Все это отвечает исторически сложившемуся укладу и психологии Святой Руси.
Русская религиозность всегда носила мистический характер. Черту эту мы унаследовали от древней Церкви на Востоке, от которой Русь приняла крещение. Она подошла к особенностям нашего, национального характера. Отсюда возникновение многочисленных монастырей в России, которые были в свое время главными рассадниками просвещения и пролагали пути к заселению самых диких окраин. Отсюда характер церковных обрядов, церковного пения, и особенно церковной живописи.
В то время, как Западная Европа в XV столетии переживала эпоху Возрождения, в России, жившей своей особенной жизнью был тоже подъем религиозного искусства. Но его вдохновляли совершенно иные идеалы. На иконах того времени лежит печать мистического аскетизма. Вы видите в них сочетание необыкновенной силы и духовности выражения с яркими красками, из которых излучается свет. Духовное начало поглощает телесное, свет – материю. Русский иконописец видел все земное так, как видят землю, поднявшись на большую высоту – это скорее карта земли, чем реальное изображение явлений. За то вся сила творчества переносится в движение одухотворенной плоти. Лучшие изображения принадлежат наиболее мистическим сюжетам Нового Завета, – Преображению, Воскресению, Страшному Суду, и т. д., наконец, Софии – Премудрости Божьей. Последней посвящены некоторые замечательные древнерусские храмы, как то в Киеве и в Новгороде.

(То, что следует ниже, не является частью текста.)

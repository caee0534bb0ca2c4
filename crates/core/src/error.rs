//! Domain error model.

use thiserror::Error;

/// Result type used for validation at the domain boundary.
pub type DomainResult<T> = Result<T, DomainError>;

/// Domain-level error.
///
/// Deterministic failures only (validation, invariants, conflicts). Storage
/// and network failures belong to the infrastructure error types.
#[derive(Debug, Error, Clone, PartialEq, Eq)]
pub enum DomainError {
    /// A value failed validation (e.g. malformed input).
    #[error("validation failed: {0}")]
    Validation(String),

    /// A domain invariant was violated.
    #[error("invariant violated: {0}")]
    InvariantViolation(String),

    /// An identifier was invalid (e.g. parse failure).
    #[error("invalid identifier: {0}")]
    InvalidId(String),

    /// A conflicting record already exists.
    #[error("conflict: {0}")]
    Conflict(String),
}

impl DomainError {
    pub fn validation(msg: impl Into<String>) -> Self {
        Self::Validation(msg.into())
    }

    pub fn invariant(msg: impl Into<String>) -> Self {
        Self::InvariantViolation(msg.into())
    }

    pub fn invalid_id(msg: impl Into<String>) -> Self {
        Self::InvalidId(msg.into())
    }

    pub fn conflict(msg: impl Into<String>) -> Self {
        Self::Conflict(msg.into())
    }
}
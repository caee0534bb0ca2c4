use axum::http::StatusCode;
use axum::response::IntoResponse;
use serde_json::json;

use sitefleet_infra::QueueError;

pub fn queue_error_to_response(err: QueueError) -> axum::response::Response {
    match err {
        QueueError::Validation(msg) => json_error(StatusCode::BAD_REQUEST, "validation_error", msg),
        e @ (QueueError::Conflict { .. } | QueueError::AlreadyExists(_)) => {
            json_error(StatusCode::CONFLICT, "conflict", e.to_string())
        }
        QueueError::Store(e) => {
            json_error(StatusCode::INTERNAL_SERVER_ERROR, "store_error", e.to_string())
        }
        QueueError::Dispatch(e) => {
            json_error(StatusCode::SERVICE_UNAVAILABLE, "dispatch_unavailable", e.to_string())
        }
    }
}

pub fn json_error(
    status: StatusCode,
    code: &'static str,
    message: impl Into<String>,
) -> axum::response::Response {
    (
        status,
        axum::Json(json!({
            "error": code,
            "message": message.into(),
        })),
    )
        .into_response()
}
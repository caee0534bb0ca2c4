use std::sync::Arc;

use anyhow::Context;
use sqlx::postgres::PgPoolOptions;

use sitefleet_api::app::{self, services, AppServices};
use sitefleet_infra::jobs::{JobStore, PostgresJobStore, Sweeper, SweeperConfig};
use sitefleet_infra::QueueConfig;

const DEFAULT_BIND_ADDR: &str = "0.0.0.0:8080";

#[tokio::main]
async fn main() -> anyhow::Result<()> {
    sitefleet_observability::init();

    let config = QueueConfig::from_env().context("invalid job queue configuration")?;
    let database_url = std::env::var("DATABASE_URL").context("DATABASE_URL must be set")?;
    let bind_addr = std::env::var("BIND_ADDR").unwrap_or_else(|_| DEFAULT_BIND_ADDR.to_string());

    let pool = PgPoolOptions::new()
        .max_connections(10)
        .connect(&database_url)
        .await
        .context("failed to connect to Postgres")?;
    let store = PostgresJobStore::new(pool);
    store.ensure_schema().await.context("failed to create jobs schema")?;

    let store: Arc<dyn JobStore> = Arc::new(store);
    let queue = services::build_queue(&config, store)
        .await
        .context("failed to initialize job queue")?;

    let sweeper = Sweeper::new(
        queue.clone(),
        SweeperConfig::default()
            .with_interval(config.sweep_interval)
            .with_lease_timeout(config.lease_timeout),
    )
    .spawn();

    let app = app::build_app(AppServices::new(queue));

    let listener = tokio::net::TcpListener::bind(&bind_addr)
        .await
        .with_context(|| format!("failed to bind {bind_addr}"))?;

    tracing::info!(
        addr = %listener.local_addr()?,
        backend = config.backend.as_str(),
        "listening"
    );

    axum::serve(listener, app)
        .with_graceful_shutdown(shutdown_signal())
        .await
        .context("server error")?;

    sweeper.shutdown().await;
    Ok(())
}

async fn shutdown_signal() {
    if let Err(e) = tokio::signal::ctrl_c().await {
        tracing::error!(error = %e, "failed to listen for shutdown signal");
        std::future::pending::<()>().await;
    }
    tracing::info!("shutdown requested");
}
//! Bet order lifecycle.
//!
//! ```text
//! OPEN --settle--> WIN  --payout--> WIN (paid, finalization metadata)
//! OPEN --settle--> LOST --payout--> LOST (finalized_at set)
//! any  --rollback--> OPEN (settlement timestamps cleared)
//! ```
//!
//! Every status change returns an explicit [`AuditRecord`] that the caller
//! commits together with the updated order. A call that changes nothing
//! returns `None`.

use chrono::Utc;
use rust_decimal::Decimal;

use super::models::{BetOrder, BetStatus, PayoutInfo, SettlementInfo};
use crate::ledger::{AuditEvent, AuditRecord, LedgerError, LedgerResult, TransitionReason};

/// Result of a provider-reported settlement
#[derive(Debug, Clone, Copy, PartialEq, Eq)]
pub enum Outcome {
    Win,
    Lost,
}

impl Outcome {
    pub fn status(self) -> BetStatus {
        match self {
            Outcome::Win => BetStatus::Win,
            Outcome::Lost => BetStatus::Lost,
        }
    }
}

/// States a bet order may move to from `from`
pub fn valid_transitions(from: BetStatus) -> &'static [BetStatus] {
    match from {
        BetStatus::Open => &[BetStatus::Win, BetStatus::Lost, BetStatus::Completed],
        BetStatus::Win | BetStatus::Lost | BetStatus::Completed | BetStatus::Rejected => {
            &[BetStatus::Open]
        }
    }
}

pub fn can_transition(from: BetStatus, to: BetStatus) -> bool {
    from == to || valid_transitions(from).contains(&to)
}

fn transition(
    bet: &mut BetOrder,
    to: BetStatus,
    reason: TransitionReason,
) -> LedgerResult<Option<AuditRecord>> {
    let from = bet.status;
    if from == to {
        return Ok(None);
    }
    if !can_transition(from, to) {
        return Err(LedgerError::InvalidStateTransition {
            from: from.to_string(),
            to: to.to_string(),
        });
    }
    bet.status = to;
    bet.updated_at = Utc::now();
    Ok(Some(AuditRecord::new(
        bet.id,
        AuditEvent::BetStatusChanged { from, to, reason },
    )))
}

/// First settlement call: record the outcome without moving money
pub fn record_outcome(
    bet: &mut BetOrder,
    outcome: Outcome,
    ext_transaction_id: Option<&str>,
) -> LedgerResult<Option<AuditRecord>> {
    let audit = transition(bet, outcome.status(), TransitionReason::Settlement)?;
    if audit.is_some() {
        let now = Utc::now();
        bet.settled_at = Some(now);
        bet.metadata.settlement = Some(SettlementInfo {
            ext_transaction_id: ext_transaction_id.map(str::to_string),
            recorded_at: now,
        });
    }
    Ok(audit)
}

/// Second settlement call on the win path
///
/// Status stays `WIN`; the payout is recorded in the metadata. An order that
/// skipped the first call is moved to `WIN` here.
pub fn record_payout(bet: &mut BetOrder, payout: PayoutInfo) -> LedgerResult<Vec<AuditRecord>> {
    let mut audit = Vec::new();
    if bet.status == BetStatus::Open {
        audit.extend(record_outcome(
            bet,
            Outcome::Win,
            Some(&payout.ext_transaction_id),
        )?);
    }
    if bet.status != BetStatus::Win {
        return Err(LedgerError::InvalidStateTransition {
            from: bet.status.to_string(),
            to: "WIN (payout)".to_string(),
        });
    }
    bet.metadata.payout = Some(payout);
    bet.updated_at = Utc::now();
    Ok(audit)
}

/// Second settlement call on the loss path
///
/// No money moves; the finalization goes to the audit trail.
pub fn finalize_loss(
    bet: &mut BetOrder,
    ext_transaction_id: Option<&str>,
) -> LedgerResult<Vec<AuditRecord>> {
    let mut audit = Vec::new();
    if bet.status == BetStatus::Open {
        audit.extend(record_outcome(bet, Outcome::Lost, ext_transaction_id)?);
    }
    if bet.status != BetStatus::Lost {
        return Err(LedgerError::InvalidStateTransition {
            from: bet.status.to_string(),
            to: "LOST (finalized)".to_string(),
        });
    }
    let now = Utc::now();
    bet.finalized_at = Some(now);
    bet.updated_at = now;
    audit.push(AuditRecord::new(
        bet.id,
        AuditEvent::LossFinalized {
            ext_transaction_id: ext_transaction_id.map(str::to_string),
            stake: bet.amount,
        },
    ));
    Ok(audit)
}

/// Provider rollback: back to `OPEN` from any state
pub fn rollback(bet: &mut BetOrder) -> LedgerResult<Option<AuditRecord>> {
    let audit = transition(bet, BetStatus::Open, TransitionReason::Rollback)?;
    let now = Utc::now();
    bet.settled_at = None;
    bet.finalized_at = None;
    bet.metadata.settlement = None;
    bet.metadata.payout = None;
    if audit.is_some() {
        bet.rollback_at = Some(now);
        bet.metadata.rollback_count += 1;
    }
    bet.updated_at = now;
    Ok(audit)
}

/// Terminal state for orders that are paid at creation (bonus payouts)
pub fn complete(bet: &mut BetOrder) -> LedgerResult<Option<AuditRecord>> {
    let audit = transition(bet, BetStatus::Completed, TransitionReason::Payout)?;
    let now = Utc::now();
    bet.settled_at.get_or_insert(now);
    bet.finalized_at.get_or_insert(now);
    Ok(audit)
}

/// Payout already recorded on this order, if any
pub fn paid_amount(bet: &BetOrder) -> Option<Decimal> {
    bet.metadata.payout.as_ref().map(|p| p.amount)
}

#[cfg(test)]
mod tests {
    use super::*;
    use crate::bets::models::{NewBetOrder, OrderType};

    fn open_bet() -> BetOrder {
        BetOrder::open(
            NewBetOrder {
                account_id: 1,
                external_player_id: "player-1".to_string(),
                betslip_id: "slip-1".to_string(),
                bet_id: "bet-1".to_string(),
                order_type: OrderType::Sportsbook,
                bet_type: None,
                amount: Decimal::new(2000, 2),
                potential_win: Decimal::new(6000, 2),
                odds: Decimal::new(300, 2),
                selections: Vec::new(),
            },
            Some("sb:place-1".to_string()),
        )
    }

    fn payout(amount: i64) -> PayoutInfo {
        PayoutInfo {
            ext_transaction_id: "pay-1".to_string(),
            transaction_id: None,
            amount: Decimal::new(amount, 2),
            paid_at: Utc::now(),
        }
    }

    #[test]
    fn test_settle_then_payout_keeps_win() {
        let mut bet = open_bet();
        let audit = record_outcome(&mut bet, Outcome::Win, Some("settle-1")).unwrap();
        assert!(audit.is_some());
        assert_eq!(bet.status, BetStatus::Win);
        assert!(bet.settled_at.is_some());

        let audit = record_payout(&mut bet, payout(6000)).unwrap();
        assert!(audit.is_empty());
        assert_eq!(bet.status, BetStatus::Win);
        assert_eq!(bet.finalized_at, None);
        assert_eq!(paid_amount(&bet), Some(Decimal::new(6000, 2)));
    }

    #[test]
    fn test_repeated_outcome_is_noop() {
        let mut bet = open_bet();
        record_outcome(&mut bet, Outcome::Lost, None).unwrap();
        let settled_at = bet.settled_at;
        assert!(record_outcome(&mut bet, Outcome::Lost, None).unwrap().is_none());
        assert_eq!(bet.settled_at, settled_at);
    }

    #[test]
    fn test_win_cannot_flip_to_lost_without_rollback() {
        let mut bet = open_bet();
        record_outcome(&mut bet, Outcome::Win, None).unwrap();
        let err = record_outcome(&mut bet, Outcome::Lost, None).unwrap_err();
        assert!(matches!(err, LedgerError::InvalidStateTransition { .. }));
    }

    #[test]
    fn test_loss_finalization_sets_timestamp_and_audits() {
        let mut bet = open_bet();
        let audit = finalize_loss(&mut bet, Some("loss-2")).unwrap();
        assert_eq!(bet.status, BetStatus::Lost);
        assert!(bet.finalized_at.is_some());
        assert_eq!(audit.len(), 2);
        assert!(matches!(audit[1].event, AuditEvent::LossFinalized { .. }));
    }

    #[test]
    fn test_rollback_clears_settlement() {
        let mut bet = open_bet();
        record_outcome(&mut bet, Outcome::Win, None).unwrap();
        record_payout(&mut bet, payout(6000)).unwrap();

        let audit = rollback(&mut bet).unwrap().expect("status changed");
        assert_eq!(bet.status, BetStatus::Open);
        assert_eq!(bet.settled_at, None);
        assert_eq!(bet.finalized_at, None);
        assert!(bet.rollback_at.is_some());
        assert_eq!(bet.metadata.rollback_count, 1);
        assert_eq!(paid_amount(&bet), None);
        assert!(matches!(
            audit.event,
            AuditEvent::BetStatusChanged {
                from: BetStatus::Win,
                to: BetStatus::Open,
                reason: TransitionReason::Rollback,
            }
        ));

        // A rolled-back bet can be settled again
        record_outcome(&mut bet, Outcome::Lost, None).unwrap();
        assert_eq!(bet.status, BetStatus::Lost);
    }

    #[test]
    fn test_rollback_of_open_bet_is_noop() {
        let mut bet = open_bet();
        assert!(rollback(&mut bet).unwrap().is_none());
        assert_eq!(bet.rollback_at, None);
    }

    #[test]
    fn test_payout_on_lost_bet_is_rejected() {
        let mut bet = open_bet();
        record_outcome(&mut bet, Outcome::Lost, None).unwrap();
        assert!(record_payout(&mut bet, payout(100)).is_err());
    }
}
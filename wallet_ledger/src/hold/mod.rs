//! Withdrawal holds.

pub mod manager;

pub use manager::{ExecuteHold, HoldManager, HoldOutcome};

Не менее замечательна архитектура древних русских храмов. И здесь византийская традиция была совершенно переработана, и зодчество получило своеобразный русский характер, достигая такого смелого и причудливого полета, как, например, в церкви Василия Блаженного в Москве. Вспомним, какую красоту старых русских городов представляют золотые купола и маковки церквей, которые горят, как свечи на небе, малиновый звон колоколов. Когда в самое крикливое время нашей революции, бывало, не знаешь, куда уйти, и казалось, что почва бежит из-под ног, каким успокоением звучал порою вечерний благовест московских церквей, заглушавших всю эту человеческую суету, словно над нею, в небе совершалось торжественное славословие: «Всякое дыхание да хвалит Господа».
А Страстная и Пасха, в Москве, в былое время: Кремлевские соборы с их полумраком, освещаемом восковыми свечами, которые вспыхивают и мерцают, как звезды, перед темным золотом икон, строгое песнопение Великого поста…
В эти древние своды как будто впитались слова молитвы. Столетия одухотворили их. И когда в Успенском соборе раздается дивное пение: «Да исправится молитва моя, яко кадило пред Тобою», то вы видите, как в синем фимиаме возносится молитва к Престолу Всевышнего. – И здесь наяву творится другая молитва Великой Субботы: «Да молчит всяка плоть человеча и да стоит со страхом и трепетом и ничто же земное в себе да помышляет». – Со всех сторон вас окружают лики угодников Божьих, со взором, устремленным на небо. В них давно умолкла плоть, и все земное, но они продолжают стоять со страхом и трепетом, ибо их коснулся свет Христова Преображения.